Hello, On Tue, Mar 03 2020, David C. Rankin wrote:
On 02/29/2020 07:00 AM, Frans de Boer wrote:
LS,
Just installed the beta version of leap15.2, just to see if there is anything too upgrade for. Nope, just a new kernel and may some other new or updated packages, but even glibc stays ancient, just as many other packages.

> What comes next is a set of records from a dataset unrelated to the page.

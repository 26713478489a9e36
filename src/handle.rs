// Copyright 2024 The ChromiumOS Authors
// Use of this source code is governed by a BSD-style license that can be
// found in the LICENSE file.

use crate::descriptor::AsRawDescriptors;
use crate::Mode;
use crate::Result;
use crate::SafeDescriptor;

/// Native operations a shared memory handle provides to
/// [`SharedMemoryRegion`](crate::SharedMemoryRegion).
///
/// Exactly one implementation, [`PlatformHandle`](crate::PlatformHandle), is compiled for each
/// target. Implementations only talk to the OS; mode bookkeeping, size validation and the
/// programming-error checks all live in the region.
pub trait RegionHandle: AsRawDescriptors + Sized {
    /// Allocates a new native shared memory object of `size` bytes that will be used in `mode`.
    ///
    /// For `Mode::Writable` on platforms that cannot downgrade a handle in place, this also
    /// reserves the read-only handle. Either every handle is allocated or none is.
    fn allocate(mode: Mode, size: usize) -> Result<Self>;

    /// Creates a new reference to the same native object. `self` is not modified.
    fn duplicate(&self) -> Result<Self>;

    /// Removes write access from every handle held by `self`.
    ///
    /// On failure `self` is left as it was.
    fn convert_to_read_only(&mut self) -> Result<()>;

    /// Drops any reserved read-only handle and marks the object as never to be downgraded.
    ///
    /// On failure `self` is left as it was.
    fn convert_to_unsafe(&mut self) -> Result<()>;

    /// Queries the OS for the access rights actually granted to the held handle(s) and returns
    /// true if they correspond to `mode` and the object spans at least `size` bytes.
    fn check_permissions(&self, mode: Mode, size: usize) -> bool;

    /// The handle used for mapping the object.
    fn descriptor(&self) -> &SafeDescriptor;

    /// The reserved read-only handle, if this platform uses one and it is still held.
    fn read_only_descriptor(&self) -> Option<&SafeDescriptor> {
        None
    }
}
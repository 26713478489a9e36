// Copyright 2024 The ChromiumOS Authors
// Use of this source code is governed by a BSD-style license that can be
// found in the LICENSE file.

//! Views of file mapping objects. UnmapViewOfFile is called when the view leaves scope.

use winapi::shared::minwindef::DWORD;
use winapi::shared::minwindef::LPCVOID;
use winapi::um::memoryapi::MapViewOfFile;
use winapi::um::memoryapi::UnmapViewOfFile;
use winapi::um::memoryapi::FILE_MAP_READ;
use winapi::um::memoryapi::FILE_MAP_WRITE;

use super::allocation_granularity;
use crate::descriptor::AsRawDescriptor;
use crate::errno::Error as ErrnoError;
use crate::MmapError as Error;
use crate::MmapResult as Result;
use crate::Protection;

impl From<Protection> for DWORD {
    #[inline(always)]
    fn from(p: Protection) -> Self {
        let mut value = 0;
        if p.read {
            value |= FILE_MAP_READ;
        }
        if p.write {
            value |= FILE_MAP_WRITE;
        }
        value
    }
}

fn high_order(value: u64) -> DWORD {
    (value >> 32) as DWORD
}

fn low_order(value: u64) -> DWORD {
    value as DWORD
}

/// A view of a file mapping object in the current process.
#[derive(Debug)]
pub struct MemoryMapping {
    addr: *mut u8,
    size: usize,
}

// SAFETY:
// Send and Sync aren't automatically inherited for the raw address pointer.
// Accessing that pointer is only done through the stateless interface which
// allows the object to be shared by multiple threads without a decrease in
// safety.
unsafe impl Send for MemoryMapping {}
// SAFETY: See safety comments for impl Send
unsafe impl Sync for MemoryMapping {}

impl MemoryMapping {
    /// Maps the `size` bytes starting at `offset` bytes of the file mapping object behind
    /// `file_handle` with `prot` protections.
    pub fn from_descriptor_offset_protection(
        file_handle: &dyn AsRawDescriptor,
        size: usize,
        offset: u64,
        prot: Protection,
    ) -> Result<MemoryMapping> {
        // on windows, views must start at a multiple of the allocation granularity, and the
        // maximum valid value is an i64.
        if offset % allocation_granularity() as u64 != 0 || offset > i64::MAX as u64 {
            return Err(Error::InvalidOffset);
        }
        // SAFETY:
        // This is safe because we are creating a view in a place not already used by any other
        // area in this process and we check the result.
        let addr = unsafe {
            MapViewOfFile(
                file_handle.as_raw_descriptor(),
                prot.into(),
                high_order(offset),
                low_order(offset),
                size,
            )
        };
        if addr.is_null() {
            return Err(Error::SystemCallFailed(ErrnoError::last()));
        }
        Ok(MemoryMapping {
            addr: addr as *mut u8,
            size,
        })
    }

    pub fn as_ptr(&self) -> *mut u8 {
        self.addr
    }

    pub fn size(&self) -> usize {
        self.size
    }
}

impl Drop for MemoryMapping {
    fn drop(&mut self) {
        // SAFETY:
        // This is safe because we mapped the view at addr ourselves, and nobody
        // else is holding a reference to it.
        unsafe {
            UnmapViewOfFile(self.addr as LPCVOID);
        }
    }
}
// Copyright 2024 The ChromiumOS Authors
// Use of this source code is governed by a BSD-style license that can be
// found in the LICENSE file.

mod descriptor_cmp;
mod shm;

pub use shm::PlatformHandle;

pub use crate::sys::unix::*;
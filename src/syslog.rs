// Copyright 2024 The ChromiumOS Authors
// Use of this source code is governed by a BSD-style license that can be
// found in the LICENSE file.

//! Process wide logger for the `log` macros used by this crate.
//!
//! Nothing is printed until `syslog::init()` or `syslog::init_with()` is called and returns `Ok`.
//! Only the first call installs a logger; later calls return the outcome of the first one.
//!
//! # Examples
//!
//! ```
//! use shm_region::syslog;
//! use shm_region::warn;
//!
//! if let Err(e) = syslog::init() {
//!     println!("failed to initialize syslog: {}", e);
//!     return;
//! }
//! warn!("this is your {} warning", "final");
//! ```

use std::io;
use std::io::Write;
use std::sync::atomic::AtomicBool;
use std::sync::atomic::Ordering;
use std::sync::Once;

use remain::sorted;
use serde::Deserialize;
use serde::Serialize;
use thiserror::Error as ThisError;

/// Errors returned by `syslog::init()`.
#[sorted]
#[derive(ThisError, Debug)]
pub enum Error {
    /// Initialization has previously failed and can not be retried.
    #[error("initialization previously failed and cannot be retried")]
    Poisoned,
    /// Another logger was installed before ours.
    #[error("failed to install logger: {0}")]
    SetLogger(log::SetLoggerError),
}

/// Logger settings.
#[derive(Clone, Debug, PartialEq, Eq, Serialize, Deserialize)]
#[serde(default, deny_unknown_fields)]
pub struct LogConfig {
    /// `env_logger` filter directives, e.g. `"info"` or `"warn,shm_region=debug"`.
    pub filter: String,
    /// Echo log lines to stderr. When false, lines are formatted and discarded.
    pub stderr: bool,
}

impl Default for LogConfig {
    fn default() -> Self {
        LogConfig {
            filter: "info".to_owned(),
            stderr: true,
        }
    }
}

macro_rules! CHRONO_TIMESTAMP_FIXED_FMT {
    () => {
        "%F %T%.9f"
    };
}

fn write_record(buf: &mut dyn Write, timestamp: &str, record: &log::Record) -> io::Result<()> {
    match (record.file(), record.line()) {
        (Some(file_name), Some(line)) => write!(
            buf,
            "[{}:{}:{}:{}] ",
            timestamp,
            record.level(),
            file_name,
            line
        )?,
        _ => write!(buf, "[{}:{}] ", timestamp, record.level())?,
    }
    writeln!(buf, "{}", record.args())
}

fn build_logger(cfg: &LogConfig, is_test: bool) -> env_logger::Logger {
    let mut builder = env_logger::Builder::new();
    builder.parse_filters(&cfg.filter);
    builder.format(|buf, record| {
        let now = chrono::Local::now()
            .format(CHRONO_TIMESTAMP_FIXED_FMT!())
            .to_string();
        write_record(buf, &now, record)
    });
    if cfg.stderr {
        builder.target(env_logger::Target::Stderr);
    } else {
        builder.target(env_logger::Target::Pipe(Box::new(io::sink())));
    }
    builder.is_test(is_test);
    builder.build()
}

static INIT: Once = Once::new();
static INITIALIZED: AtomicBool = AtomicBool::new(false);

fn install(cfg: &LogConfig, is_test: bool) -> Result<(), Error> {
    let mut err = None;
    INIT.call_once(|| {
        let logger = build_logger(cfg, is_test);
        let max_level = logger.filter();
        match log::set_boxed_logger(Box::new(logger)) {
            Ok(()) => {
                log::set_max_level(max_level);
                INITIALIZED.store(true, Ordering::SeqCst);
            }
            Err(e) => err = Some(e),
        }
    });
    if let Some(e) = err {
        return Err(Error::SetLogger(e));
    }
    if INITIALIZED.load(Ordering::SeqCst) {
        Ok(())
    } else {
        Err(Error::Poisoned)
    }
}

/// Installs the logger with `LogConfig::default()`.
pub fn init() -> Result<(), Error> {
    init_with(&LogConfig::default())
}

/// Installs the logger with `cfg`.
pub fn init_with(cfg: &LogConfig) -> Result<(), Error> {
    install(cfg, false)
}

/// Installs a logger that writes everything through the test harness's output capture.
pub fn test_only_ensure_inited() -> Result<(), Error> {
    install(
        &LogConfig {
            filter: "trace".to_owned(),
            stderr: true,
        },
        true,
    )
}

#[cfg(test)]
mod tests {
    use super::*;

    #[test]
    fn record_with_location() {
        let mut buf = Vec::new();
        write_record(
            &mut buf,
            "2024-01-02 03:04:05.000000006",
            &log::Record::builder()
                .args(format_args!("mapped {} bytes", 4096))
                .level(log::Level::Warn)
                .file(Some("src/region.rs"))
                .line(Some(42))
                .build(),
        )
        .unwrap();
        assert_eq!(
            String::from_utf8(buf).unwrap(),
            "[2024-01-02 03:04:05.000000006:WARN:src/region.rs:42] mapped 4096 bytes\n"
        );
    }

    #[test]
    fn record_without_location() {
        let mut buf = Vec::new();
        write_record(
            &mut buf,
            "now",
            &log::Record::builder()
                .args(format_args!("hello"))
                .level(log::Level::Error)
                .build(),
        )
        .unwrap();
        assert_eq!(String::from_utf8(buf).unwrap(), "[now:ERROR] hello\n");
    }

    #[test]
    fn config_defaults_fill_missing_fields() {
        let cfg: LogConfig = serde_json::from_str(r#"{"filter":"debug"}"#).unwrap();
        assert_eq!(
            cfg,
            LogConfig {
                filter: "debug".to_owned(),
                stderr: true,
            }
        );
        serde_json::from_str::<LogConfig>(r#"{"level":"debug"}"#).unwrap_err();
    }

    #[test]
    fn repeated_init_is_ok() {
        test_only_ensure_inited().unwrap();
        test_only_ensure_inited().unwrap();
        init().unwrap();
        log::debug!("logger installed");
    }
}
// Copyright 2017 The ChromiumOS Authors
// Use of this source code is governed by a BSD-style license that can be
// found in the LICENSE file.

use std::convert::TryInto;
use std::fmt;
use std::fmt::Display;
use std::io;
use std::result;

use serde::Deserialize;
use serde::Serialize;
use thiserror::Error;

/// OS error code of a failed system call: errno on unix, `GetLastError` on Windows.
#[derive(Error, Serialize, Deserialize, Clone, Copy, Debug, PartialEq, Eq)]
#[serde(transparent)]
pub struct Error(i32);
pub type Result<T> = result::Result<T, Error>;

impl Error {
    /// Constructs a new error with the given error number. Codes that do not fit an i32 become 0.
    pub fn new<T: TryInto<i32>>(e: T) -> Error {
        Error(e.try_into().unwrap_or_default())
    }

    /// Captures the calling thread's last OS error. Only meaningful right after a call that
    /// reported failure.
    pub fn last() -> Error {
        Error(io::Error::last_os_error().raw_os_error().unwrap_or_default())
    }

    pub fn errno(self) -> i32 {
        self.0
    }
}

impl Display for Error {
    fn fmt(&self, f: &mut fmt::Formatter) -> fmt::Result {
        io::Error::from_raw_os_error(self.0).fmt(f)
    }
}

/// Returns the last errno as a Result that is always an error.
pub fn errno_result<T>() -> Result<T> {
    Err(Error::last())
}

Thus keeping leap15.2 as slow as leap15.1 which is 4 times slower then TW for mathematics due to the ancient glibc library and possible the very ancient gcc tool set.

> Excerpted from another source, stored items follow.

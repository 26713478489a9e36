// Copyright 2024 The ChromiumOS Authors
// Use of this source code is governed by a BSD-style license that can be
// found in the LICENSE file.

//! POSIX shared memory regions. macOS cannot revoke write access from an open descriptor, so a
//! writable region carries a second descriptor opened read-only on the same object. Converting
//! to read-only swaps that descriptor in and closes the writable one.

use std::ffi::CString;

use libc::c_uint;
use libc::fcntl;
use libc::ftruncate;
use libc::off_t;
use libc::shm_open;
use libc::shm_unlink;
use libc::EBADF;
use libc::FD_CLOEXEC;
use libc::F_SETFD;
use libc::O_CREAT;
use libc::O_EXCL;
use libc::O_RDONLY;
use libc::O_RDWR;
use libc::S_IRUSR;
use libc::S_IWUSR;
use log::error;
use uuid::Uuid;

use crate::descriptor::AsRawDescriptor;
use crate::descriptor::AsRawDescriptors;
use crate::descriptor::FromRawDescriptor;
use crate::platform::access_mode;
use crate::platform::object_size;
use crate::syscall;
use crate::Error;
use crate::Mode;
use crate::RawDescriptor;
use crate::RegionHandle;
use crate::Result;
use crate::SafeDescriptor;

// PSHMNAMLEN is 31 on macOS; "/shr." plus 24 hex digits leaves room for the terminator.
const NAME_PREFIX: &str = "/shr.";
const NAME_RANDOM_LEN: usize = 24;

fn unique_name() -> Result<CString> {
    let random = Uuid::new_v4().simple().to_string();
    let name = format!("{}{}", NAME_PREFIX, &random[..NAME_RANDOM_LEN]);
    CString::new(name).map_err(|_| Error::new(libc::EINVAL))
}

fn open(name: &CString, oflag: i32) -> Result<SafeDescriptor> {
    // SAFETY:
    // Safe because `name` is a valid C string and we check the result.
    let fd = syscall!(unsafe { shm_open(name.as_ptr(), oflag, (S_IRUSR | S_IWUSR) as c_uint) })?;
    // SAFETY:
    // shm_open just returned this descriptor and nothing else owns it.
    let fd = unsafe { SafeDescriptor::from_raw_descriptor(fd) };
    // SAFETY:
    // Safe because F_SETFD only changes the descriptor flags.
    syscall!(unsafe { fcntl(fd.as_raw_descriptor(), F_SETFD, FD_CLOEXEC) })?;
    Ok(fd)
}

/// The POSIX shared memory object behind a region.
#[derive(Debug)]
pub struct PlatformHandle {
    fd: SafeDescriptor,
    readonly_fd: Option<SafeDescriptor>,
}

impl PlatformHandle {
    /// Wraps descriptors received from elsewhere. Use `SharedMemoryRegion::take` to check them.
    pub fn new(fd: SafeDescriptor, readonly_fd: Option<SafeDescriptor>) -> PlatformHandle {
        PlatformHandle { fd, readonly_fd }
    }

    pub fn into_descriptors(self) -> (SafeDescriptor, Option<SafeDescriptor>) {
        (self.fd, self.readonly_fd)
    }
}

impl AsRawDescriptors for PlatformHandle {
    fn as_raw_descriptors(&self) -> Vec<RawDescriptor> {
        let mut descriptors = vec![self.fd.as_raw_descriptor()];
        if let Some(readonly_fd) = &self.readonly_fd {
            descriptors.push(readonly_fd.as_raw_descriptor());
        }
        descriptors
    }
}

impl RegionHandle for PlatformHandle {
    fn allocate(mode: Mode, size: usize) -> Result<PlatformHandle> {
        let name = unique_name()?;
        let fd = open(&name, O_RDWR | O_CREAT | O_EXCL);
        let readonly_fd = match (&fd, mode) {
            (Ok(_), Mode::Writable) => Some(open(&name, O_RDONLY)),
            _ => None,
        };
        // The name is only needed to open the second descriptor.
        // SAFETY:
        // Safe because `name` is a valid C string.
        if unsafe { shm_unlink(name.as_ptr()) } < 0 {
            error!("shm_unlink failed: {}", Error::last());
        }
        let fd = fd?;
        let readonly_fd = readonly_fd.transpose()?;

        let size: off_t = size.try_into().map_err(|_| Error::new(libc::EINVAL))?;
        // SAFETY:
        // Safe because ftruncate doesn't touch our memory and we check the result.
        syscall!(unsafe { ftruncate(fd.as_raw_descriptor(), size) })?;
        Ok(PlatformHandle { fd, readonly_fd })
    }

    fn duplicate(&self) -> Result<PlatformHandle> {
        let readonly_fd = match &self.readonly_fd {
            Some(fd) => Some(fd.try_clone()?),
            None => None,
        };
        Ok(PlatformHandle {
            fd: self.fd.try_clone()?,
            readonly_fd,
        })
    }

    fn convert_to_read_only(&mut self) -> Result<()> {
        match self.readonly_fd.take() {
            Some(readonly_fd) => {
                self.fd = readonly_fd;
                Ok(())
            }
            None => Err(Error::new(EBADF)),
        }
    }

    fn convert_to_unsafe(&mut self) -> Result<()> {
        self.readonly_fd = None;
        Ok(())
    }

    fn check_permissions(&self, mode: Mode, size: usize) -> bool {
        let (access, object_size) = match (access_mode(&self.fd), object_size(&self.fd)) {
            (Ok(access), Ok(object_size)) => (access, object_size),
            (access, object_size) => {
                error!(
                    "failed to query shared memory object: access={:?} size={:?}",
                    access, object_size
                );
                return false;
            }
        };
        if object_size < size as u64 {
            error!(
                "shared memory object spans {} bytes, less than the region size {}",
                object_size, size
            );
            return false;
        }
        let expected = if mode == Mode::ReadOnly { O_RDONLY } else { O_RDWR };
        if access != expected {
            error!(
                "descriptor access mode {:#x} does not correspond to {} mode",
                access, mode
            );
            return false;
        }
        match (mode, &self.readonly_fd) {
            (Mode::Writable, Some(readonly_fd)) => match access_mode(readonly_fd) {
                Ok(O_RDONLY) => true,
                r => {
                    error!("read-only descriptor is not read-only: {:?}", r);
                    false
                }
            },
            (Mode::Writable, None) => {
                error!("writable region is missing its read-only descriptor");
                false
            }
            (_, Some(_)) => {
                error!("{} region must not carry a read-only descriptor", mode);
                false
            }
            (_, None) => true,
        }
    }

    fn descriptor(&self) -> &SafeDescriptor {
        &self.fd
    }

    fn read_only_descriptor(&self) -> Option<&SafeDescriptor> {
        self.readonly_fd.as_ref()
    }
}
// Copyright 2024 The ChromiumOS Authors
// Use of this source code is governed by a BSD-style license that can be
// found in the LICENSE file.

#![cfg(unix)]

use std::ptr::null_mut;

use shm_region::AsRawDescriptor;
use shm_region::Mode;
use shm_region::RawDescriptor;
use shm_region::RegionHandle;
use shm_region::SharedMemoryRegion;

const REGION_SIZE: usize = 4096;

/// Tries to create a shared writable mapping of `descriptor` behind the crate's back.
fn can_map_writable(descriptor: RawDescriptor, size: usize) -> bool {
    // SAFETY:
    // Safe because we let the kernel pick the address and unmap whatever it returns.
    unsafe {
        let addr = libc::mmap(
            null_mut(),
            size,
            libc::PROT_READ | libc::PROT_WRITE,
            libc::MAP_SHARED,
            descriptor,
            0,
        );
        if addr == libc::MAP_FAILED {
            return false;
        }
        libc::munmap(addr, size);
    }
    true
}

fn raw_descriptor(region: &SharedMemoryRegion) -> RawDescriptor {
    region
        .platform_handle()
        .unwrap()
        .descriptor()
        .as_raw_descriptor()
}

#[test]
fn writable_region_maps_writable() {
    let region = SharedMemoryRegion::create_writable(REGION_SIZE).unwrap();
    assert!(can_map_writable(raw_descriptor(&region), REGION_SIZE));
}

#[test]
fn read_only_handle_is_not_writable() {
    let mut region = SharedMemoryRegion::create_writable(REGION_SIZE).unwrap();
    region.convert_to_read_only().unwrap();
    assert_eq!(region.mode(), Mode::ReadOnly);
    assert!(!can_map_writable(raw_descriptor(&region), REGION_SIZE));
}

#[test]
fn duplicated_read_only_handle_is_not_writable() {
    let mut region = SharedMemoryRegion::create_writable(REGION_SIZE).unwrap();
    region.convert_to_read_only().unwrap();
    let dup = region.duplicate().unwrap();
    assert!(!can_map_writable(raw_descriptor(&dup), REGION_SIZE));
}

#[cfg(any(target_os = "android", target_os = "linux"))]
mod linux {
    use std::ffi::CString;

    use shm_region::FromRawDescriptor;
    use shm_region::IntoRawDescriptor;
    use shm_region::PlatformHandle;
    use shm_region::RegionError;
    use shm_region::SafeDescriptor;

    use super::*;

    #[test]
    fn failed_conversion_leaves_region_writable() {
        let mut region = SharedMemoryRegion::create_writable(REGION_SIZE).unwrap();
        let guid = region.guid();
        // Closing the seal set makes the kernel refuse the read-only seals with EPERM.
        // SAFETY:
        // Safe because F_ADD_SEALS does not touch our memory.
        let ret = unsafe {
            libc::fcntl(
                raw_descriptor(&region),
                libc::F_ADD_SEALS,
                libc::F_SEAL_SEAL,
            )
        };
        assert_eq!(ret, 0);

        match region.convert_to_read_only() {
            Err(RegionError::Convert { mode, err }) => {
                assert_eq!(mode, Mode::ReadOnly);
                assert_eq!(err.errno(), libc::EPERM);
            }
            r => panic!("unexpected conversion result: {:?}", r),
        }
        assert!(region.is_valid());
        assert_eq!(region.mode(), Mode::Writable);
        assert_eq!(region.size(), REGION_SIZE);
        assert_eq!(region.guid(), guid);

        let mapping = region.map().unwrap();
        mapping.write_obj(0xabcd_u16, 0).unwrap();
        assert_eq!(mapping.read_obj::<u16>(0).unwrap(), 0xabcd);
    }

    #[test]
    fn raw_descriptor_hand_off() {
        let mut region = SharedMemoryRegion::create_writable(REGION_SIZE).unwrap();
        region.map().unwrap().write_obj(0x1122_3344_u32, 8).unwrap();
        region.convert_to_read_only().unwrap();
        let (handle, header) = region.into_parts().unwrap();
        let raw = handle.into_descriptor().into_raw_descriptor();

        // SAFETY:
        // `raw` was released by `into_raw_descriptor` above and nothing else owns it.
        let fd = unsafe { SafeDescriptor::from_raw_descriptor(raw) };
        let region = SharedMemoryRegion::from_parts(PlatformHandle::new(fd), header).unwrap();
        assert_eq!(region.mode(), Mode::ReadOnly);
        assert_eq!(region.map().unwrap().read_obj::<u32>(8).unwrap(), 0x1122_3344);
    }

    #[test]
    fn reopened_read_only_memfd_is_not_writable() {
        let mut region = SharedMemoryRegion::create_writable(REGION_SIZE).unwrap();
        region.convert_to_read_only().unwrap();

        let path = CString::new(format!("/proc/self/fd/{}", raw_descriptor(&region))).unwrap();
        // SAFETY:
        // Safe because `path` is a valid C string and we check the result.
        let fd = unsafe { libc::open(path.as_ptr(), libc::O_RDWR | libc::O_CLOEXEC) };
        assert!(fd >= 0, "failed to reopen memfd");
        // SAFETY:
        // open just returned this descriptor to us.
        let reopened = unsafe { SafeDescriptor::from_raw_descriptor(fd) };
        assert!(!can_map_writable(reopened.as_raw_descriptor(), REGION_SIZE));

        let buf = [0u8; 8];
        // SAFETY:
        // Safe because we write from a valid buffer of the given length.
        let ret = unsafe {
            libc::write(
                reopened.as_raw_descriptor(),
                buf.as_ptr() as *const libc::c_void,
                buf.len(),
            )
        };
        assert!(ret < 0);
    }

    #[test]
    fn unsafe_region_cannot_be_sealed_later() {
        let region = SharedMemoryRegion::create_unsafe(REGION_SIZE).unwrap();
        let seals = region.platform_handle().unwrap().seals().unwrap();
        assert!(seals.seal_seal());
        // SAFETY:
        // Safe because F_ADD_SEALS does not touch our memory.
        let ret = unsafe {
            libc::fcntl(
                raw_descriptor(&region),
                libc::F_ADD_SEALS,
                libc::F_SEAL_FUTURE_WRITE,
            )
        };
        assert!(ret < 0);
        assert!(can_map_writable(raw_descriptor(&region), REGION_SIZE));
    }
}

#[cfg(target_os = "macos")]
mod macos {
    use super::*;

    #[test]
    fn convert_to_read_only_invalidates_second_handle() {
        let mut region = SharedMemoryRegion::create_writable(REGION_SIZE).unwrap();
        assert!(region
            .platform_handle()
            .unwrap()
            .read_only_descriptor()
            .is_some());
        region.convert_to_read_only().unwrap();
        assert!(region
            .platform_handle()
            .unwrap()
            .read_only_descriptor()
            .is_none());
    }

    #[test]
    fn convert_to_unsafe_invalidates_second_handle() {
        let mut region = SharedMemoryRegion::create_writable(REGION_SIZE).unwrap();
        region.convert_to_unsafe().unwrap();
        assert!(region
            .platform_handle()
            .unwrap()
            .read_only_descriptor()
            .is_none());
        assert!(can_map_writable(raw_descriptor(&region), REGION_SIZE));
    }

    #[test]
    fn writable_region_read_only_descriptor_cannot_map_writable() {
        let region = SharedMemoryRegion::create_writable(REGION_SIZE).unwrap();
        let readonly = region
            .platform_handle()
            .unwrap()
            .read_only_descriptor()
            .unwrap()
            .as_raw_descriptor();
        assert!(!can_map_writable(readonly, REGION_SIZE));
    }
}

Feel free to install a newer gcc from https://build.opensuse.org/project/show/devel:gcc
But, maybe I am pessimistic and can someone correct me?
Chuckling.... can somebody correct you?
That's a very difficult question to answer. However, there are some observations to be made, "slower" and "faster" are qualitative and 4 times a qualitative measure is still itself qualitative.

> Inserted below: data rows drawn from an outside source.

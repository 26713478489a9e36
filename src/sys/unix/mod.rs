// Copyright 2024 The ChromiumOS Authors
// Use of this source code is governed by a BSD-style license that can be
// found in the LICENSE file.

//! Pieces shared by every unix platform.

pub mod descriptor;
mod mmap;
mod system_info;

pub use descriptor::*;
pub use mmap::MemoryMapping;
pub use system_info::allocation_granularity;
pub use system_info::pagesize;

#[macro_export]
macro_rules! syscall {
    ($e:expr) => {{
        let res = $e;
        if res < 0 {
            $crate::errno_result()
        } else {
            Ok(res)
        }
    }};
}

Can you include some specific benchmarks you are referring to? The reason being, is I haven't seen any great leap in performance tied to glibc that I can think of.
From release notes of glibc 2.27:
* Optimized x86-64 asin, atan2, exp, expf, log, pow, atan, sin, cosf, sinf, sincosf and tan with FMA, contributed by Arjan van de Ven and H.J. Lu from Intel. * Optimized x86-64 trunc and truncf for processors with SSE4.1. * Optimized generic expf, exp2f, logf, log2f, powf, sinf, cosf and sincosf.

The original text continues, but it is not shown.